▶ **WORK REQUEST**
Your job is to write out each record precisely as it stands.

<<<<

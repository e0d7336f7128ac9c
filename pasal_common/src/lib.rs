mod rupee;

pub mod helpers;
pub mod op;
mod secret;

pub use rupee::{Rupee, RupeeConversionError, NPR_CURRENCY_CODE, NPR_CURRENCY_CODE_LOWER};
pub use secret::Secret;
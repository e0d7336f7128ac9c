//! # SQLite database methods
//!
//! "Low-level" SQLite interactions, maintained as simple functions (rather than stateful structs) that
//! accept a `&mut SqliteConnection` argument. Callers obtain a connection from a pool, or open a
//! transaction when atomicity is needed, and pass `&mut *tx` through without any other changes.
use std::env;

use log::info;
use sqlx::{sqlite::SqlitePoolOptions, Error as SqlxError, SqlitePool};

pub mod coupons;
pub mod earnings;
pub mod orders;
pub mod payments;
pub mod products;
pub mod seller_balances;
pub mod side_effects;

const SQLITE_DB_URL: &str = "sqlite://data/pasal_store.db";

pub fn db_url() -> String {
    let result = env::var("PPS_DATABASE_URL").unwrap_or_else(|_| {
        info!("PPS_DATABASE_URL is not set. Using the default.");
        SQLITE_DB_URL.to_string()
    });
    info!("Using database URL: {result}");
    result
}

pub async fn new_pool(url: &str, max_connections: u32) -> Result<SqlitePool, SqlxError> {
    let pool = SqlitePoolOptions::new().max_connections(max_connections).connect(url).await?;
    Ok(pool)
}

>>>>

▶ **TASK SOLUTION**
repository e0d7336f7128ac9c
filename pasal_common/src/lib.rs
mod rupee;

pub mod helpers;
pub mod op;
mod secret;

pub use rupee::{Rupee, RupeeConversionError, NPR_CURRENCY_CODE, NPR_CURRENCY_CODE_LOWER};
pub use secret::Secret;
repository e0d7336f7128ac9c
//! # SQLite database methods
//!
//! "Low-level" SQLite interactions, maintained as simple functions (rather than stateful structs) that
//! accept a `&mut SqliteConnection` argument. Callers obtain a connection from a pool, or open a
//! transaction when atomicity is needed, and pass `&mut *tx` through without any other changes.
use std::env;

use log::info;
use sqlx::{sqlite::SqlitePoolOptions, Error as SqlxError, SqlitePool};

pub mod coupons;
pub mod earnings;
pub mod orders;
pub mod payments;
pub mod products;
pub mod seller_balances;
pub mod side_effects;

const SQLITE_DB_URL: &str = "sqlite://data/pasal_store.db";

pub fn db_url() -> String {
    let result = env::var("PPS_DATABASE_URL").unwrap_or_else(|_| {
        info!("PPS_DATABASE_URL is not set. Using the default.");
        SQLITE_DB_URL.to_string()
    });
    info!("Using database URL: {result}");
    result
}

pub async fn new_pool(url: &str, max_connections: u32) -> Result<SqlitePool, SqlxError> {
    let pool = SqlitePoolOptions::new().max_connections(max_connections).connect(url).await?;
    Ok(pool)
}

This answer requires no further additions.